Stored data entries:
▶

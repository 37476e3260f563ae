//! Run report
//!
//! An ordered log of what happened to every transfer unit, in walk order,
//! plus the subtrees the walk could not enumerate.

use crate::core::{TransferUnit, WalkFailure};
use crate::remote::EntryKind;
use chrono::{DateTime, Utc};
use console::style;
use serde::{Deserialize, Serialize};
use std::io::{self, Write};
use std::path::PathBuf;
use std::time::Duration;

/// What happened to one unit
#[derive(Debug, Clone, PartialEq, Eq, Serialize, Deserialize)]
#[serde(tag = "status", rename_all = "snake_case")]
pub enum UnitStatus {
    /// Directory created
    Created,
    /// Directory was already present
    Existing,
    /// File transferred
    Copied {
        /// Bytes written
        bytes: u64,
    },
    /// Destination file already existed
    Skipped,
    /// Entry type that is never transferred
    Ignored,
    /// Transfer failed
    Failed {
        /// Error message
        error: String,
    },
    /// Not started because the run was cancelled
    NotAttempted,
    /// Dry run: would be transferred
    Planned,
}

impl UnitStatus {
    /// Check if this status counts as a failure
    pub fn is_failure(&self) -> bool {
        matches!(self, Self::Failed { .. })
    }
}

/// One line of the ordered result log
#[derive(Debug, Clone, Serialize, Deserialize)]
pub struct UnitOutcome {
    /// The unit
    #[serde(flatten)]
    pub unit: TransferUnit,
    /// Its outcome
    #[serde(flatten)]
    pub status: UnitStatus,
}

/// Result of a sync run
#[derive(Debug, Clone, Serialize, Deserialize)]
pub struct SyncReport {
    /// Traversal root
    pub source: PathBuf,
    /// Local destination base
    pub destination: PathBuf,
    /// When the run started
    pub started_at: DateTime<Utc>,
    /// Total duration
    #[serde(with = "duration_secs")]
    pub duration: Duration,
    /// Outcomes in walk order
    pub outcomes: Vec<UnitOutcome>,
    /// Entries or subtrees the walk left out
    pub walk_failures: Vec<WalkFailure>,
    /// Run was interrupted
    pub cancelled: bool,
    /// Nothing was written
    pub dry_run: bool,
}

impl SyncReport {
    /// Check if every unit and the whole walk succeeded
    pub fn is_success(&self) -> bool {
        !self.cancelled
            && self.walk_failures.is_empty()
            && !self.outcomes.iter().any(|o| o.status.is_failure())
    }

    /// Failed units
    pub fn failures(&self) -> impl Iterator<Item = &UnitOutcome> {
        self.outcomes.iter().filter(|o| o.status.is_failure())
    }

    /// Number of failed units plus walk failures
    pub fn failure_count(&self) -> usize {
        self.failures().count() + self.walk_failures.len()
    }

    /// Files transferred
    pub fn files_copied(&self) -> u64 {
        self.count(|s| matches!(s, UnitStatus::Copied { .. }))
    }

    /// Files left alone because they already existed
    pub fn files_skipped(&self) -> u64 {
        self.count(|s| matches!(s, UnitStatus::Skipped))
    }

    /// Directories created
    pub fn dirs_created(&self) -> u64 {
        self.count(|s| matches!(s, UnitStatus::Created))
    }

    /// Directories that were already present
    pub fn dirs_existing(&self) -> u64 {
        self.count(|s| matches!(s, UnitStatus::Existing))
    }

    /// Entries of ignored types
    pub fn ignored(&self) -> u64 {
        self.count(|s| matches!(s, UnitStatus::Ignored))
    }

    /// Total bytes written
    pub fn bytes_copied(&self) -> u64 {
        self.outcomes
            .iter()
            .map(|o| match o.status {
                UnitStatus::Copied { bytes } => bytes,
                _ => 0,
            })
            .sum()
    }

    fn count(&self, pred: impl Fn(&UnitStatus) -> bool) -> u64 {
        self.outcomes.iter().filter(|o| pred(&o.status)).count() as u64
    }

    /// Average throughput in bytes/second
    pub fn throughput(&self) -> f64 {
        let secs = self.duration.as_secs_f64();
        if secs > 0.0 {
            self.bytes_copied() as f64 / secs
        } else {
            0.0
        }
    }

    /// Write the line-oriented report keyed by remote path.
    ///
    /// Dry runs list every planned unit; real runs list only problems.
    pub fn write_text<W: Write>(&self, out: &mut W) -> io::Result<()> {
        for outcome in &self.outcomes {
            let path = outcome.unit.remote_path.display();
            match &outcome.status {
                UnitStatus::Failed { error } => {
                    writeln!(out, "{} {}: {}", style("FAILED ").red().bold(), path, error)?
                }
                UnitStatus::Planned => writeln!(
                    out,
                    "{:<7} {} -> {}",
                    outcome.unit.kind.label(),
                    path,
                    outcome.unit.dest_path.display()
                )?,
                UnitStatus::NotAttempted if outcome.unit.kind != EntryKind::Other => {
                    writeln!(out, "{} {}", style("PENDING").yellow(), path)?
                }
                _ => {}
            }
        }

        for failure in &self.walk_failures {
            writeln!(
                out,
                "{} {}: {}",
                style("UNREAD ").red().bold(),
                failure.path.display(),
                failure.message
            )?;
        }

        writeln!(out)?;
        writeln!(out, "=== Sync Summary ===")?;
        writeln!(out, "Source:          {}", self.source.display())?;
        writeln!(out, "Destination:     {}", self.destination.display())?;
        writeln!(
            out,
            "Directories:     {} created, {} existing",
            self.dirs_created(),
            self.dirs_existing()
        )?;
        writeln!(out, "Files copied:    {}", self.files_copied())?;
        writeln!(out, "Files skipped:   {}", self.files_skipped())?;
        writeln!(out, "Ignored entries: {}", self.ignored())?;
        writeln!(
            out,
            "Bytes copied:    {}",
            humansize::format_size(self.bytes_copied(), humansize::BINARY)
        )?;
        writeln!(out, "Duration:        {:.2?}", self.duration)?;
        writeln!(
            out,
            "Throughput:      {}/s",
            humansize::format_size(self.throughput() as u64, humansize::BINARY)
        )?;

        if self.cancelled {
            writeln!(out, "\n{}", style("Run was cancelled before completion").yellow())?;
        }
        if self.failure_count() > 0 {
            writeln!(out, "\nFailures: {}", self.failure_count())?;
        }

        Ok(())
    }

    /// Print the text report to stdout
    pub fn print_summary(&self) {
        let stdout = io::stdout();
        let mut lock = stdout.lock();
        if let Err(e) = self.write_text(&mut lock) {
            tracing::error!("Failed to write report: {}", e);
        }
    }

    /// Serialize the full report as pretty JSON
    pub fn to_json(&self) -> serde_json::Result<String> {
        serde_json::to_string_pretty(self)
    }
}

mod duration_secs {
    use serde::{Deserialize, Deserializer, Serializer};
    use std::time::Duration;

    pub fn serialize<S: Serializer>(duration: &Duration, serializer: S) -> Result<S::Ok, S::Error> {
        serializer.serialize_f64(duration.as_secs_f64())
    }

    pub fn deserialize<'de, D: Deserializer<'de>>(deserializer: D) -> Result<Duration, D::Error> {
        let secs = f64::deserialize(deserializer)?;
        Ok(Duration::from_secs_f64(secs.max(0.0)))
    }
}

#[cfg(test)]
mod tests {
    use super::*;

    fn outcome(path: &str, kind: EntryKind, status: UnitStatus) -> UnitOutcome {
        UnitOutcome {
            unit: TransferUnit {
                remote_path: PathBuf::from(path),
                dest_path: PathBuf::from("/out").join(path.trim_start_matches('/')),
                kind,
                size: 0,
                permissions: 0o644,
            },
            status,
        }
    }

    fn report(outcomes: Vec<UnitOutcome>) -> SyncReport {
        SyncReport {
            source: PathBuf::from("/r"),
            destination: PathBuf::from("/out"),
            started_at: Utc::now(),
            duration: Duration::from_secs(2),
            outcomes,
            walk_failures: Vec::new(),
            cancelled: false,
            dry_run: false,
        }
    }

    #[test]
    fn test_counts() {
        let report = report(vec![
            outcome("/r", EntryKind::Directory, UnitStatus::Created),
            outcome("/r/a", EntryKind::RegularFile, UnitStatus::Copied { bytes: 100 }),
            outcome("/r/b", EntryKind::RegularFile, UnitStatus::Skipped),
            outcome("/r/c", EntryKind::Other, UnitStatus::Ignored),
            outcome(
                "/r/d",
                EntryKind::RegularFile,
                UnitStatus::Failed { error: "boom".to_string() },
            ),
        ]);

        assert_eq!(report.dirs_created(), 1);
        assert_eq!(report.files_copied(), 1);
        assert_eq!(report.files_skipped(), 1);
        assert_eq!(report.ignored(), 1);
        assert_eq!(report.bytes_copied(), 100);
        assert_eq!(report.failure_count(), 1);
        assert_eq!(report.throughput(), 50.0);
        assert!(!report.is_success());
    }

    #[test]
    fn test_walk_failure_fails_run() {
        let mut report = report(vec![outcome("/r", EntryKind::Directory, UnitStatus::Created)]);
        assert!(report.is_success());

        report.walk_failures.push(WalkFailure {
            path: PathBuf::from("/r/locked"),
            message: "Permission denied".to_string(),
        });
        assert!(!report.is_success());
    }

    #[test]
    fn test_text_report_is_keyed_by_remote_path() {
        let report = report(vec![
            outcome("/r/ok", EntryKind::RegularFile, UnitStatus::Copied { bytes: 1 }),
            outcome(
                "/r/bad",
                EntryKind::RegularFile,
                UnitStatus::Failed { error: "read failed".to_string() },
            ),
        ]);

        let mut out = Vec::new();
        report.write_text(&mut out).unwrap();
        let text = String::from_utf8(out).unwrap();

        assert!(text.contains("/r/bad: read failed"));
        assert!(!text.contains("/r/ok:"));
        assert!(text.contains("Files copied:    1"));
    }

    #[test]
    fn test_json_report() {
        let report = report(vec![outcome(
            "/r/a",
            EntryKind::RegularFile,
            UnitStatus::Copied { bytes: 7 },
        )]);

        let json: serde_json::Value = serde_json::from_str(&report.to_json().unwrap()).unwrap();
        assert_eq!(json["outcomes"][0]["status"], "copied");
        assert_eq!(json["outcomes"][0]["bytes"], 7);
        assert_eq!(json["outcomes"][0]["remote_path"], "/r/a");
        assert_eq!(json["duration"], 2.0);
    }
}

◀

WHAT TO DO:
From the entries, report each line that includes the word "left".

YOUR RESPONSE:
    /// Entries or subtrees the walk left out
    /// Files left alone because they already existed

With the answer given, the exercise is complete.